(Records Opens)

//! Block-explorer source verification.
//!
//! Verification is a downstream step with its own external API: gantry only
//! guarantees the shape of what it hands over. [`VerificationRequest`] is
//! that shape; [`EtherscanVerifier`] is a thin submitter for
//! Etherscan-compatible explorers.

mod etherscan;

pub use etherscan::EtherscanVerifier;

use alloy_primitives::Address;
use async_trait::async_trait;
use serde::Serialize;

/// Errors produced while handing a deployment to a block explorer.
#[derive(Debug, thiserror::Error)]
pub enum VerifyError {
    /// No explorer endpoint is known for the network.
    #[error("no block explorer configured for network `{0}`")]
    UnsupportedNetwork(String),
    /// The explorer API key is neither supplied nor present in the
    /// environment.
    #[error("missing explorer API key for network `{network}`; set `{var}`")]
    MissingApiKey { network: String, var: &'static str },
    /// The HTTP round-trip failed.
    #[error("verification request failed: {0}")]
    Http(#[from] reqwest::Error),
    /// The explorer answered, but refused the submission.
    #[error("explorer rejected the submission: {message}: {result}")]
    Rejected { message: String, result: String },
}

/// Everything an external verification step consumes about a deployment.
///
/// This shape is the contract between gantry and downstream tooling; fields
/// serialize in camelCase and must stay stable.
#[derive(Clone, Debug, PartialEq, Eq, Serialize)]
#[serde(rename_all = "camelCase")]
pub struct VerificationRequest {
    pub contract_address: Address,
    pub contract_name: String,
    /// ABI-encoded constructor arguments, hex without the `0x` prefix.
    pub constructor_args: Option<String>,
    pub network: String,
    pub chain_id: u64,
}

/// A source verification backend.
#[async_trait]
pub trait VerificationProvider: Send + Sync {
    /// Submits the request and returns the explorer's submission identifier.
    async fn submit(&self, request: &VerificationRequest) -> Result<String, VerifyError>;

    /// Polls the status of a prior submission.
    async fn check(&self, guid: &str) -> Result<String, VerifyError>;
}
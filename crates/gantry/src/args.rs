use crate::opts::{Gantry, GantrySubcommand};
use clap::Parser;
use eyre::Result;

/// Run the `gantry` command line interface.
pub fn run() -> Result<()> {
    setup()?;

    let args = Gantry::parse();
    run_command(args)
}

/// Setup the global tracing subscriber.
pub fn setup() -> Result<()> {
    let _ = tracing_subscriber::fmt()
        .with_env_filter(tracing_subscriber::EnvFilter::from_default_env())
        .with_writer(std::io::stderr)
        .try_init();
    Ok(())
}

/// Run the subcommand.
pub fn run_command(args: Gantry) -> Result<()> {
    match args.cmd {
        GantrySubcommand::Create(cmd) => {
            let runtime = tokio::runtime::Builder::new_multi_thread().enable_all().build()?;
            runtime.block_on(cmd.run())
        }
        GantrySubcommand::Networks(cmd) => cmd.run(),
    }
}
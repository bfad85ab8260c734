//! The deployment orchestrator.
//!
//! Deployment is a one-shot, linear pipeline: resolve the network, load the
//! artifact, bind constructor arguments, submit, await inclusion. There are
//! no loops back to earlier states: redeploying after a failure always
//! produces a new contract address, so every retry is a brand-new
//! [`DeploymentRequest`].

use crate::{
    factory::{ConfirmError, DeploymentTxFactory, wait_for_inclusion},
    nonce::NonceLocks,
    transport::{HttpTransportFactory, TransportFactory},
};
use alloy_dyn_abi::JsonAbiExt;
use alloy_network::TransactionBuilder;
use alloy_primitives::{Address, TxHash, hex};
use alloy_signer_local::PrivateKeySigner;
use gantry_artifacts::ArtifactStore;
use gantry_config::{Config, NetworkRegistry};
use serde::Serialize;
use std::{fmt, sync::Arc, time::Duration};
use tracing::{debug, info};

/// Type-erased cause of a stage failure.
pub type BoxError = Box<dyn std::error::Error + Send + Sync + 'static>;

/// The pipeline stage a deployment failure occurred in.
#[derive(Clone, Copy, Debug, PartialEq, Eq, Serialize)]
pub enum Stage {
    NetworkResolution,
    ArgumentValidation,
    Submission,
    Confirmation,
}

impl fmt::Display for Stage {
    fn fmt(&self, f: &mut fmt::Formatter<'_>) -> fmt::Result {
        let name = match self {
            Self::NetworkResolution => "network resolution",
            Self::ArgumentValidation => "argument validation",
            Self::Submission => "submission",
            Self::Confirmation => "confirmation",
        };
        f.write_str(name)
    }
}

/// Terminal failure of a deployment request, tagged with the stage it died
/// in.
///
/// Nothing here is retried in place. Network-resolution and
/// argument-validation failures are pure functions of the input and static
/// configuration; submission failures may be transient but a new attempt is a
/// new request; confirmation failures are ambiguous, since the transaction
/// may still be mined after the caller stops waiting.
#[derive(Debug, thiserror::Error)]
pub enum DeployError {
    /// Unknown network, missing credential, missing artifact, or a bad
    /// signing key. Configuration-class: fatal, never retried.
    #[error("network resolution failed: {0}")]
    NetworkResolution(BoxError),
    /// Constructor argument count or type mismatch. Caller error, fatal.
    #[error("constructor argument validation failed: {0}")]
    ArgumentValidation(BoxError),
    /// RPC failure while connecting, fetching the nonce, or broadcasting.
    #[error("transaction submission failed: {0}")]
    Submission(BoxError),
    /// Timed out waiting for inclusion, or the transaction reverted
    /// on-chain. Distinct from submission: gas and a nonce were consumed.
    #[error("confirmation failed: {0}")]
    Confirmation(BoxError),
}

impl DeployError {
    /// The stage this failure is tagged with.
    pub fn stage(&self) -> Stage {
        match self {
            Self::NetworkResolution(_) => Stage::NetworkResolution,
            Self::ArgumentValidation(_) => Stage::ArgumentValidation,
            Self::Submission(_) => Stage::Submission,
            Self::Confirmation(_) => Stage::Confirmation,
        }
    }

    fn network_resolution(cause: impl Into<BoxError>) -> Self {
        Self::NetworkResolution(cause.into())
    }

    fn argument_validation(cause: impl Into<BoxError>) -> Self {
        Self::ArgumentValidation(cause.into())
    }

    fn submission(cause: impl Into<BoxError>) -> Self {
        Self::Submission(cause.into())
    }

    fn confirmation(cause: impl Into<BoxError>) -> Self {
        Self::Confirmation(cause.into())
    }
}

/// A single deployment to perform: which contract, where, with what
/// constructor arguments. Consumed exactly once.
#[derive(Clone, Debug, PartialEq, Eq)]
pub struct DeploymentRequest {
    pub contract: String,
    pub network: String,
    pub constructor_args: Vec<String>,
}

/// Terminal artifact of a successful deployment, produced only after the
/// transaction was observed included in a block.
#[derive(Clone, Debug, PartialEq, Eq, Serialize)]
#[serde(rename_all = "camelCase")]
pub struct DeploymentResult {
    pub contract_address: Address,
    pub transaction_hash: TxHash,
    pub network: String,
    pub chain_id: u64,
    pub deployer: Address,
    /// The constructor arguments, echoed as supplied.
    pub constructor_args: Vec<String>,
    /// ABI-encoded constructor arguments (hex, no `0x`), as source
    /// verification consumes them.
    pub constructor_args_encoded: Option<String>,
}

/// Drives [`DeploymentRequest`]s to their terminal state.
///
/// Holds only read-only state plus the nonce locks, so independent requests
/// may run concurrently on one orchestrator.
pub struct Orchestrator {
    registry: NetworkRegistry,
    artifacts: ArtifactStore,
    transports: Arc<dyn TransportFactory>,
    nonces: NonceLocks,
    transaction_timeout: Duration,
    poll_interval: Duration,
}

impl Orchestrator {
    /// Orchestrator over live HTTP transports.
    pub fn new(config: &Config) -> Self {
        Self::with_transport_factory(config, Arc::new(HttpTransportFactory))
    }

    /// Orchestrator with a custom transport factory; tests inject scripted
    /// transports here.
    pub fn with_transport_factory(config: &Config, transports: Arc<dyn TransportFactory>) -> Self {
        Self {
            registry: config.registry(),
            artifacts: ArtifactStore::new(&config.artifacts),
            transports,
            nonces: NonceLocks::default(),
            transaction_timeout: Duration::from_secs(config.transaction_timeout),
            poll_interval: Duration::from_secs(config.poll_interval),
        }
    }

    /// Runs one deployment to completion.
    ///
    /// Everything up to and including argument validation is local: no
    /// transport exists before the submission stage, so configuration and
    /// caller errors are reported without any network I/O.
    pub async fn deploy(
        &self,
        request: DeploymentRequest,
    ) -> Result<DeploymentResult, DeployError> {
        // Idle -> NetworkResolved
        let network =
            self.registry.resolve(&request.network).map_err(DeployError::network_resolution)?;
        debug!(network = %network.name, chain_id = network.chain_id, "resolved deployment target");

        // NetworkResolved -> ArtifactLoaded. A missing artifact is
        // configuration, not a runtime condition.
        let artifact =
            self.artifacts.load(&request.contract).map_err(DeployError::network_resolution)?;
        let signer: PrivateKeySigner =
            network.private_key.parse().map_err(DeployError::network_resolution)?;
        let deployer_address = signer.address();

        // ArtifactLoaded -> Validated
        let factory = DeploymentTxFactory::new(artifact.abi.clone(), artifact.bytecode.clone());
        let params = factory
            .parse_constructor_args(&request.constructor_args)
            .map_err(DeployError::argument_validation)?;
        let constructor_args_encoded = artifact
            .constructor()
            .filter(|_| !params.is_empty())
            .map(|constructor| constructor.abi_encode_input(&params))
            .transpose()
            .map_err(DeployError::argument_validation)?
            .map(hex::encode);
        let mut deployer =
            factory.deploy_tokens(params).map_err(DeployError::argument_validation)?;

        // Validated -> Submitted
        let transport = self.transports.connect(&network).map_err(DeployError::submission)?;
        let chain_id = transport.chain_id().await.map_err(DeployError::submission)?;
        if chain_id != network.chain_id {
            return Err(DeployError::submission(format!(
                "endpoint for `{}` reports chain id {chain_id}, expected {}",
                network.name, network.chain_id
            )));
        }

        deployer.tx.set_from(deployer_address);
        deployer.tx.set_chain_id(network.chain_id);
        if deployer.tx.to.is_none() {
            deployer.tx.set_create();
        }

        // Nonce assignment and broadcast are serialized per
        // (deployer, network); everything else runs in parallel.
        let tx_hash = {
            let _guard = self.nonces.acquire(deployer_address, &network.name).await;
            let nonce = transport
                .transaction_count(deployer_address)
                .await
                .map_err(DeployError::submission)?;
            deployer.tx.set_nonce(nonce);
            info!(
                contract = %request.contract,
                network = %network.name,
                deployer = %deployer_address,
                nonce,
                "submitting deployment transaction"
            );
            deployer.send(transport.as_ref()).await.map_err(DeployError::submission)?
        };

        // Submitted -> Confirmed
        let receipt = wait_for_inclusion(
            transport.as_ref(),
            tx_hash,
            self.transaction_timeout,
            self.poll_interval,
        )
        .await
        .map_err(DeployError::confirmation)?;
        let contract_address = receipt
            .contract_address
            .ok_or(ConfirmError::ContractNotDeployed { tx_hash })
            .map_err(DeployError::confirmation)?;
        info!(%contract_address, %tx_hash, "deployment confirmed");

        Ok(DeploymentResult {
            contract_address,
            transaction_hash: tx_hash,
            network: network.name,
            chain_id: network.chain_id,
            deployer: deployer_address,
            constructor_args: request.constructor_args,
            constructor_args_encoded,
        })
    }
}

(Records Closes)

* Task description:
Return each line from the entries above that includes "DeploymentResult".

* Response:
pub struct DeploymentResult {
    ) -> Result<DeploymentResult, DeployError> {
        Ok(DeploymentResult {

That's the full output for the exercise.